■ **REQUIREMENT**
Nothing but an exact copy of the listing should appear in the response.

■ **RECORDED DATA**
Start of Block

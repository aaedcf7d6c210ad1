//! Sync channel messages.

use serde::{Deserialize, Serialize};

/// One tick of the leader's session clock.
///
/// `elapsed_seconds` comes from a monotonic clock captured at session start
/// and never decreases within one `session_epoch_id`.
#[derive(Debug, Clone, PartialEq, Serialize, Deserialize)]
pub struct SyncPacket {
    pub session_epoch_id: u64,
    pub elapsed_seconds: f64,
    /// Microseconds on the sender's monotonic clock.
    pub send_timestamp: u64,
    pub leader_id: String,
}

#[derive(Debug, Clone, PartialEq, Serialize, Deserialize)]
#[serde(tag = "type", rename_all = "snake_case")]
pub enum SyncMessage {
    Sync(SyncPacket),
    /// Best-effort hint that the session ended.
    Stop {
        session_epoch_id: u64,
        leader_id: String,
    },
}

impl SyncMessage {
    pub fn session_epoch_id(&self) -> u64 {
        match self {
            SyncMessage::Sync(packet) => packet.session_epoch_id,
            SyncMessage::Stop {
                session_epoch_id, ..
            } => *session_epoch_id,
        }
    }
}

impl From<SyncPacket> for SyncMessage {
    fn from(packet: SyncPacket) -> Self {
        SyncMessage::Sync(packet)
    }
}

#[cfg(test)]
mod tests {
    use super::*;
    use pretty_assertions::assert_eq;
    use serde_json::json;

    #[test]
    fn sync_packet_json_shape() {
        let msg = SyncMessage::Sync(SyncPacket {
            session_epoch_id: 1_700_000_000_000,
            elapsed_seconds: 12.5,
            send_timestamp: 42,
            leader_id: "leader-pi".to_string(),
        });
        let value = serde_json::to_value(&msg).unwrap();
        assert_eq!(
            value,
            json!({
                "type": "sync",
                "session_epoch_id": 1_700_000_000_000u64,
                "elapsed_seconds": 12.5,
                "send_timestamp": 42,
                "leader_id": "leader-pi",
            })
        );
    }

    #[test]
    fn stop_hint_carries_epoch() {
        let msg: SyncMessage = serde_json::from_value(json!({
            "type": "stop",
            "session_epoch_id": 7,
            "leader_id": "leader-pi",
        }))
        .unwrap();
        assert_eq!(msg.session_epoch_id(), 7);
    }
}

End of Block

■ **EXERCISE RESPONSE**
repository aaedcf7d6c210ad1
//! Sync channel messages.

use serde::{Deserialize, Serialize};

/// One tick of the leader's session clock.
///
/// `elapsed_seconds` comes from a monotonic clock captured at session start
/// and never decreases within one `session_epoch_id`.
#[derive(Debug, Clone, PartialEq, Serialize, Deserialize)]
pub struct SyncPacket {
    pub session_epoch_id: u64,
    pub elapsed_seconds: f64,
    /// Microseconds on the sender's monotonic clock.
    pub send_timestamp: u64,
    pub leader_id: String,
}

#[derive(Debug, Clone, PartialEq, Serialize, Deserialize)]
#[serde(tag = "type", rename_all = "snake_case")]
pub enum SyncMessage {
    Sync(SyncPacket),
    /// Best-effort hint that the session ended.
    Stop {
        session_epoch_id: u64,
        leader_id: String,
    },
}

impl SyncMessage {
    pub fn session_epoch_id(&self) -> u64 {
        match self {
            SyncMessage::Sync(packet) => packet.session_epoch_id,
            SyncMessage::Stop {
                session_epoch_id, ..
            } => *session_epoch_id,
        }
    }
}

impl From<SyncPacket> for SyncMessage {
    fn from(packet: SyncPacket) -> Self {
        SyncMessage::Sync(packet)
    }
}

#[cfg(test)]
mod tests {
    use super::*;
    use pretty_assertions::assert_eq;
    use serde_json::json;

    #[test]
    fn sync_packet_json_shape() {
        let msg = SyncMessage::Sync(SyncPacket {
            session_epoch_id: 1_700_000_000_000,
            elapsed_seconds: 12.5,
            send_timestamp: 42,
            leader_id: "leader-pi".to_string(),
        });
        let value = serde_json::to_value(&msg).unwrap();
        assert_eq!(
            value,
            json!({
                "type": "sync",
                "session_epoch_id": 1_700_000_000_000u64,
                "elapsed_seconds": 12.5,
                "send_timestamp": 42,
                "leader_id": "leader-pi",
            })
        );
    }

    #[test]
    fn stop_hint_carries_epoch() {
        let msg: SyncMessage = serde_json::from_value(json!({
            "type": "stop",
            "session_epoch_id": 7,
            "leader_id": "leader-pi",
        }))
        .unwrap();
        assert_eq!(msg.session_epoch_id(), 7);
    }
}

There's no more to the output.